Does not the musty conservatism, with which news of work on the stereoscopic front is met in the West, sound absurd and, in its way, insulting to the eternally developing tendencies of a genuinely vital art?
Do not these lines about stereoscopic cinema, for instance, written by Louis Chavance in 1946 ( ! ), sound like sacrilege and obscurantism:
“. .. In what is the dramatism of a situation enriched by means of this new technical discovery?
“Does a three-dimensionally represented comedian find some additional means of expressiveness in this stereoscopy?
“A physical roundness?
“Will this be the triumph of fat people?
“What can anger, jealousy, hatred gain from the fact that they will occur in three dimensions?
“And laughter. ... I cannot believe that one could induce more laughter than is induced by a custard pie hitting Mack Sennett’s flat personages. And intrigue? Comedy? ...
“Is there any need of further proof that stereoscopic cinema is a fruitless, sterile instrument?
“Of course, other hypotheses could be put forward, and I could speak of the purely visual aspect. But we should not become analogous with the plastic arts, and quote the sculptors after having talked of painters. Of course, Michelangelo’s life could be filmed in relief and Titian’s in color. . . . Charming result! But what pleasure for the eye?
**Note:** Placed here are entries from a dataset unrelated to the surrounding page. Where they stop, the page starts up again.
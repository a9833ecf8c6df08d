//! Populates the dress-code table through the running API.

use models::DressCode;
use tracing::{info, warn};

use crate::errors::ServiceError;
use crate::query::{join_segments, parse_base};

pub const DEFAULT_DRESS_CODES: [(&str, &str); 6] = [
    ("Neon Glow", "party"),
    ("Great Gatsby", "party"),
    ("Elegant Formal", "business"),
    ("Corporate Chic", "business"),
    ("Romantic Red", "date"),
    ("Moonlight Dinner", "date"),
];

/// POST every default dress code to `{backend_url}/api/dresscodes`.
///
/// Each failure is logged and skipped. Returns how many inserts the API accepted.
pub async fn seed_dress_codes(http: &reqwest::Client, backend_url: &str) -> Result<usize, ServiceError> {
    let endpoint = join_segments(&parse_base(backend_url)?, &["api", "dresscodes"])?;
    let mut accepted = 0;
    for (name, event_type) in DEFAULT_DRESS_CODES {
        let code = DressCode::new(name, event_type);
        match http.post(endpoint.clone()).json(&code).send().await {
            Ok(resp) if resp.status().is_success() => {
                accepted += 1;
                info!(name, event_type, "seeded dress code");
            }
            Ok(resp) => warn!(name, event_type, status = %resp.status(), "dress code seed rejected"),
            Err(e) => warn!(name, event_type, error = %e, "dress code seed failed"),
        }
    }
    Ok(accepted)
}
Sculpture evokes the idea of tactility, but, in any event, we do not touch the screen.. . .”
In what is Chavance mistaken?
His mistake, of course, lies in the fact that while making a pose of his contempt for the analogies, he is entirely their captive, completely encircled by the limits and conceptions of former arts, the norms of theatrical drama, the actors’ functions and “sculpture evoking the idea of tactility.”
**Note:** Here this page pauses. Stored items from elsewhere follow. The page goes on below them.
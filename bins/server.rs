use std::process::ExitCode;

use dotenvy::dotenv;
use tracing::{error, info};
use uuid::Uuid;

fn init_logging() {
    // .env first so RUST_LOG and LOG_FORMAT take effect
    dotenv().ok();
    common::utils::logging::init_logging();
    info!(service = "server", event = "logger_init", "tracing subscriber initialized");
}

fn main() -> ExitCode {
    init_logging();

    let service_id = Uuid::new_v4();
    let pid = std::process::id();
    let version = env!("CARGO_PKG_VERSION");

    std::panic::set_hook(Box::new(move |info| {
        error!(service = "server", event = "panic", %service_id, pid, message = %info, "unhandled panic occurred");
    }));

    let cfg = match configs::AppConfig::load_and_validate() {
        Ok(cfg) => cfg,
        Err(e) => {
            error!(service = "server", event = "config_invalid", error = %e, "cannot load configuration");
            return ExitCode::FAILURE;
        }
    };

    let worker_threads = cfg.server.worker_threads;
    let mut builder = tokio::runtime::Builder::new_multi_thread();
    builder.enable_all();
    if let Some(w) = worker_threads {
        builder.worker_threads(w);
    }
    let rt = match builder.build() {
        Ok(rt) => rt,
        Err(e) => {
            error!(service = "server", event = "runtime_build_failed", error = %e, "failed to build tokio runtime");
            return ExitCode::FAILURE;
        }
    };

    info!(
        service = "server",
        event = "start",
        %service_id,
        pid,
        version,
        threads = worker_threads.unwrap_or_default(),
        "server service starting"
    );

    match rt.block_on(server::run(cfg)) {
        Ok(()) => {
            info!(service = "server", event = "stop", %service_id, pid, "server stopped normally");
            ExitCode::SUCCESS
        }
        Err(e) => {
            error!(service = "server", event = "run_failed", %service_id, error = %e, "server::run returned error");
            ExitCode::FAILURE
        }
    }
}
But is it possible that Chavance does not think with us that there is bound to be an explosion and a complete revision of the relationships between the traditional arts in their encounter with the new ideologies of new times, the new possibilities of new people, the new means of controlling nature possessed by these people?
Is not the eye capable of seeing in the dark with the aid of the infra-red spectacles of “night-sight”?
The hand capable of directing shells and aeroplanes in the distant spheres of other skies by means of radio?
The brain, by means of electronic calculating machines, capable of completing within a few seconds calculations on which, formerly, armies of accountants worked for months on end?
Is not consciousness, in the tireless, postwar struggle, hammering out a more distinct and concrete form of a genuinely democratic international ideal?
Will all this not call for absolutely new arts, unheard-of forms and dimensions ranging far beyond the scope of the traditional theatre, traditional sculpture and traditional . . . cinema, which, in the course of such development, must needs become mere palliatives?
And will not the new dynamic stereoscopic sculpture cast out beyond the confines of dimensions and peculiarities the former, static sculpture, according to which Chavance would set his standards?
There is no need to fear the advance of this new era.
Still less—to laugh in its face, as our ancestors laughed, throwing lumps of mud at the first umbrellas.
A place must be prepared in consciousness for the arrival of new themes which, multiplied by the possibilities of new techniques, will demand new esthetics for the expression of these new themes in the marvelous creations of the future.
To open the way for them is a great and sacred task, and all those who dare to designate themselves as artists are called upon to contribute to its accomplishment.
This essay, translated by Catherine de la Roche, is the last written by Eisenstein and was originally published in Penguin Film Review, no. 8, January 1949, pp. 35-44.
* Eisenstein is referring to Semyon Ivanov’s Robinson Crusoe, the first feature-length stereoscopic movie made in the Soviet Union.